So yeah, there's subject knowledge isn't there. And I guess, when you're doing a PhD, going into something in a lot of detail, and developing a very, a lot of knowledge about a very focused thing, usually, but also, while you're doing that you're developing skills around or how you will be around methodology and research techniques. And then I guess, you get both of those things out there. Why would argue personally is probably the skills and methodologies is the thing, that's been the enduring thing for me, because topics move on and subjects move on. And the work you do almost becomes, is it a point in time, but you know, a lot of the things I learned when I was doing my PhD, I still use and apply now sort of thing. And I've done over the years as a consultant or a researcher.
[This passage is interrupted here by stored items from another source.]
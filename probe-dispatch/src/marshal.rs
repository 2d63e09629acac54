//! Value conversion and callback invocation across the analysis boundary
//!
//! Stateless helpers: every function here works only on its arguments. Argument
//! vectors are assembled in a single allocation, location first.

use crate::callback::{AnalysisModule, Callback};
use crate::category::EventCategory;
use crate::types::{
    AnalysisValue, DispatchError, NativeValue, Result, SourceId, ValueHandle, ValueKind,
};
use std::iter;

/// Convert a host value into its analysis-safe form
///
/// Neutral values pass through unchanged (integers are widened to numbers, ropes
/// flattened to strings). Host-only values become a [`ValueHandle`]; the conversion
/// never looks inside them.
///
/// Integers are widened to `f64`, so magnitudes above 2^53 round to the nearest
/// representable number, as they would in the analysis language itself.
pub fn convert_result(value: &NativeValue) -> AnalysisValue {
    match value {
        NativeValue::Undefined => AnalysisValue::Undefined,
        NativeValue::Null => AnalysisValue::Null,
        NativeValue::Boolean(v) => AnalysisValue::Boolean(*v),
        NativeValue::Integer(v) => AnalysisValue::Number(*v as f64),
        NativeValue::Number(v) => AnalysisValue::Number(*v),
        NativeValue::String(v) => AnalysisValue::String(v.clone()),
        NativeValue::Rope(pieces) => AnalysisValue::String(pieces.concat()),
        NativeValue::Symbol(r) => handle(ValueKind::Symbol, r.id, r.label.as_ref()),
        NativeValue::Object(r) => handle(ValueKind::Object, r.id, r.label.as_ref()),
        NativeValue::Function(r) => handle(ValueKind::Function, r.id, r.label.as_ref()),
        NativeValue::Array(r) => handle(ValueKind::Array, r.id, r.label.as_ref()),
        NativeValue::Handle(h) => AnalysisValue::Handle(h.clone()),
    }
}

fn handle(kind: ValueKind, id: u64, label: Option<&String>) -> AnalysisValue {
    AnalysisValue::Handle(ValueHandle {
        kind,
        id,
        label: label.cloned(),
    })
}

/// Convert the `index`-th operation input, `undefined` when the host supplied fewer
pub fn convert_input(inputs: &[NativeValue], index: usize) -> AnalysisValue {
    inputs
        .get(index)
        .map(convert_result)
        .unwrap_or(AnalysisValue::Undefined)
}

/// Convert a run of inputs into a one-level argument list
pub fn convert_list(values: &[NativeValue]) -> AnalysisValue {
    AnalysisValue::List(values.iter().map(convert_result).collect())
}

/// Invoke a pre-event callback with `(location, args...)`
pub fn pre_call<I>(
    owner: EventCategory,
    analysis: &dyn AnalysisModule,
    callback: &Callback,
    location: SourceId,
    args: I,
) -> Result<()>
where
    I: IntoIterator<Item = AnalysisValue>,
{
    let argv: Vec<AnalysisValue> = iter::once(AnalysisValue::from(location))
        .chain(args)
        .collect();
    invoke(owner, analysis, callback, location, &argv)
}

/// Invoke a post-event callback with `(location, args..., convert_result(result))`
pub fn post_call<I>(
    owner: EventCategory,
    analysis: &dyn AnalysisModule,
    callback: &Callback,
    location: SourceId,
    args: I,
    result: &NativeValue,
) -> Result<()>
where
    I: IntoIterator<Item = AnalysisValue>,
{
    let argv: Vec<AnalysisValue> = iter::once(AnalysisValue::from(location))
        .chain(args)
        .chain(iter::once(convert_result(result)))
        .collect();
    invoke(owner, analysis, callback, location, &argv)
}

fn invoke(
    owner: EventCategory,
    analysis: &dyn AnalysisModule,
    callback: &Callback,
    location: SourceId,
    argv: &[AnalysisValue],
) -> Result<()> {
    log::trace!(
        "{}.{} <- {} ({} args)",
        analysis.name(),
        callback.name(),
        owner,
        argv.len()
    );
    callback
        .call(analysis, argv)
        .map_err(|source| DispatchError::Callback {
            category: owner,
            callback: callback.name().to_string(),
            source_id: location,
            source,
        })
}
So, I guess for me, that's the thing that was the really valuable thing that I got out of doing a PhD being perfectly honest. I'm sure a lot of people disagree with that. And say, Now, that was the subject knowledge, that was the most important thing. But for me, it was the actual process.
Ian Ellison
The bit that stood out for me with Dan, and I think we talked about it during the conversation was that bit where he really embraced his case study, qualitative design, unapologetically. And that's because through my own sort of journeys through academia, you recognise these different tribes. And just like in politics, just like in society, just like in real life, you have different tribes, fiercely defending their turf. And maybe it depends on the tribe. How sensitised to this you are, but for Dan to move from a position of, oh, I should really explain why I've chosen this to I'm going to own the fact that I've chosen this because he has a valid technique for the things I was seeking to investigate. I just think that's really that stands out to me because of what I'm interested in.
James Pinder
And the other thing is, if you don't have that conviction, you can't really go into the vibe we're in
Ian Ellison
The vibe is and an oral examination right?
Chris Moriarty
No, like a dentist, like, like an examination that you speak.
Ian Ellison
Like you get asked anything about anything within your thesis, and you got to defend it. Yeah, you defend it.
James Pinder
So, you've got to have that conviction that this one day is valid in the right way to do it, because or what's right for me? Because, yeah, at some point, you're going to be having a conversation with some people. And then the other thing that stands out, obviously, I guess, a fair bit if there's a subject knowledge, the techniques and the skills is there. It's a bit of an emotional roller coaster as well.
Chris Moriarty
I mean, I've done an MBA, and that was, that felt less emotional, just hard, you know, like, it was graft
Ian Ellison
On top of the day job graph.
Chris Moriarty
Yeah, but it was, you know, I, I wasn't I didn't feel particularly emotionally connected to what I was doing. It was I had to learn this stuff. And I had to demonstrate and apply it, I had to show I knew my stuff. Whereas he got that impression with Dan, that this was a topic that he really, really cared about really was really interested in.
James Pinder
Well, it's not just that is it, it's your thing. You know, you've got supervisors, you may be working with collaborators on the data collection, but ultimately, it's very, can be quite lonely experience can’t it. And, ultimately, is your thing. And that's, that can be tough, can't it
Ian Ellison
I think that also depends on the organisation of the doctor. So, two examples, if you are done, and you are doing a DBA, the first year or two of the DBA is to get to grips with what is in your field of interest. And then what specifically you're going to do to add to it, it's collaborative in the DBA is structured to have peers around you learning together. But you still make a choice yourself. It's your decision, you defend that decision, you go through gateways to start researching that decision. And then off you go. You have to, as James said, totally believe in your thing. Go on then Chris. So, what about you
Chris Moriarty
I was just thinking about the why of doing stuff like this. That's the thing that got me interested. Because, you know, there's Dan, he spent an extraordinary amount of time studying. Now he did his master's before this, He then spent five years on this. And for what now he'll have his own motivations and stuff. And I'm impressed, you know, he's a doctor. And I was, oh, that's quite cool. They just got me thinking about, we need this stuff. Because we need knowledge to be enhanced. So, there's one system that exists that says, will recognise this stuff, if you can demonstrate that you've taken existing knowledge and built on it, and contributed to knowledge. That's independent, almost of the individuals, that's just like, if you want a ticket to the table, that's the ticket, because that's going to help scientific knowledge, generally.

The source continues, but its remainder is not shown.